Proven natural gas reserves in Tanzania are estimated at more than 45 billion m³. Natural gas deposits in Tanzania are found at Songo Songo in Lindi region, Mnazi bay in Mtwara Region and Mkuranga in Coast Region. The reserves at Songo Songo and Mnazi bay are estimated at 30 and 15 billion m³ respectively. A 232 km gas pipeline from Songo Songo Island to Dar es salaam has been constructed and is supplying natural gas for power generation and other industrial thermal processes.

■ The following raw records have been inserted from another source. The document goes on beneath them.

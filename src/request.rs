use std::str::FromStr;

use anyhow::{Result, anyhow};
use bitcoin::{Amount, CompressedPublicKey, OutPoint, Txid, bip32::Xpub};
use serde::{Deserialize, Serialize};

use crate::{
    amount::deserialize_btc,
    asset::{AssetId, AssetTransferProof},
    assembler::InputMode,
    funding::{AssetFundingInputs, Change, FundingInputs},
    permute::Permutation,
    utxo::{ScriptKind, SpendableOutput},
};

#[derive(Deserialize, Debug, Clone)]
pub struct UtxoQuery {
    pub txid: String,
    pub vout: u32,
    #[serde(deserialize_with = "deserialize_btc")]
    pub amount: Amount,
    pub keyindex: u32,
    #[serde(default)]
    pub p2sh: bool,
}

#[derive(Deserialize, Debug, Clone)]
pub struct ChangeQuery {
    #[serde(deserialize_with = "deserialize_btc")]
    pub amount: Amount,
    pub key: String,
}

#[derive(Deserialize, Debug, Clone)]
pub struct AssetQuery {
    pub asset_id: String,
    pub amount: u64,
    pub change: Option<u64>,
    pub input_proof: AssetTransferProof,
    #[serde(default)]
    pub ordering: Option<Permutation>,
}

/// Request file read by the `chanfund` binary. Amounts are decimal BTC strings.
#[derive(Deserialize, Debug, Clone)]
pub struct FundingRequest {
    pub utxos: Vec<UtxoQuery>,
    #[serde(deserialize_with = "deserialize_btc")]
    pub funding_amount: Amount,
    pub local_funding_key: String,
    pub remote_funding_key: String,
    pub change: Option<ChangeQuery>,
    /// Extended public key for P2SH scriptSigs; fixes the txid before signing.
    pub xpub: Option<String>,
    pub asset: Option<AssetQuery>,
}

pub enum Inputs {
    Standard(FundingInputs),
    Asset(AssetFundingInputs),
}

impl FundingRequest {
    pub fn into_inputs(self) -> Result<Inputs> {
        let utxos = self
            .utxos
            .iter()
            .map(|u| -> Result<SpendableOutput> {
                Ok(SpendableOutput {
                    outpoint: OutPoint {
                        txid: Txid::from_str(&u.txid)?,
                        vout: u.vout,
                    },
                    value: u.amount,
                    keyindex: u.keyindex,
                    script_kind: if u.p2sh {
                        ScriptKind::P2shP2wpkh
                    } else {
                        ScriptKind::P2wpkh
                    },
                })
            })
            .collect::<Result<Vec<_>>>()?;
        if utxos.is_empty() {
            return Err(anyhow!("utxos cannot be empty"));
        }

        let local_funding_key = CompressedPublicKey::from_str(&self.local_funding_key)
            .map_err(|e| anyhow!("Invalid local funding key: {}", e))?;
        let remote_funding_key = CompressedPublicKey::from_str(&self.remote_funding_key)
            .map_err(|e| anyhow!("Invalid remote funding key: {}", e))?;
        let change = self
            .change
            .map(|c| -> Result<Change> {
                Ok(Change {
                    amount: c.amount,
                    key: CompressedPublicKey::from_str(&c.key)
                        .map_err(|e| anyhow!("Invalid change key: {}", e))?,
                })
            })
            .transpose()?;
        let input_mode = match self.xpub {
            Some(xpub) => InputMode::ForTxid {
                base: Xpub::from_str(&xpub)?,
            },
            None => InputMode::ForSigning,
        };

        let Some(asset) = self.asset else {
            return Ok(Inputs::Standard(
                FundingInputs::builder()
                    .utxos(utxos)
                    .funding_amount(self.funding_amount)
                    .local_funding_key(local_funding_key)
                    .remote_funding_key(remote_funding_key)
                    .maybe_change(change)
                    .input_mode(input_mode)
                    .build(),
            ));
        };

        Ok(Inputs::Asset(
            AssetFundingInputs::builder()
                .utxos(utxos)
                .funding_amount(self.funding_amount)
                .local_funding_key(local_funding_key)
                .remote_funding_key(remote_funding_key)
                .maybe_change(change)
                .input_mode(input_mode)
                .asset_id(AssetId::from_str(&asset.asset_id)?)
                .asset_amount(asset.amount)
                .maybe_asset_change(asset.change)
                .input_proof(asset.input_proof)
                .maybe_ordering(asset.ordering)
                .build(),
        ))
    }
}

/// What the binary prints once the transaction is built.
#[derive(Serialize, Debug)]
pub struct FundingResult {
    pub txid: Txid,
    pub transaction_hex: String,
    pub funding_output_index: u32,
    pub funding_address: String,
    pub fee_sat: u64,
    pub utxos: Vec<SpendableOutput>,
    pub proof: Option<AssetTransferProof>,
}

  • The Songas Project is currently producing around 200 MW of electricity using natural gas.
  • Some of the Dar es Salaam based industries using Natural Gas for thermal applications include Cement factories, Textiles, Breweries, Glass, Aluminium industry, etc.
  • Plans are underway to expand natural gas use for power generation & other industrial applications.

Challenges / Issues Affecting Exploitation of Natural Gas in Tanzania

A number of challenges/ issues affect exploitation of natural gas technologies in Tanzania:

  • Limited technical know-how.
  • High initial and investment costs for the technologies.
  • Limited awareness and exposure to the existence and potentials of the technology of Tanzanians.
  • Lack of financial facilities for energy investments.
  • Lack of consideration and capability to calculate life cycle costs of different energy options for Tanzanians.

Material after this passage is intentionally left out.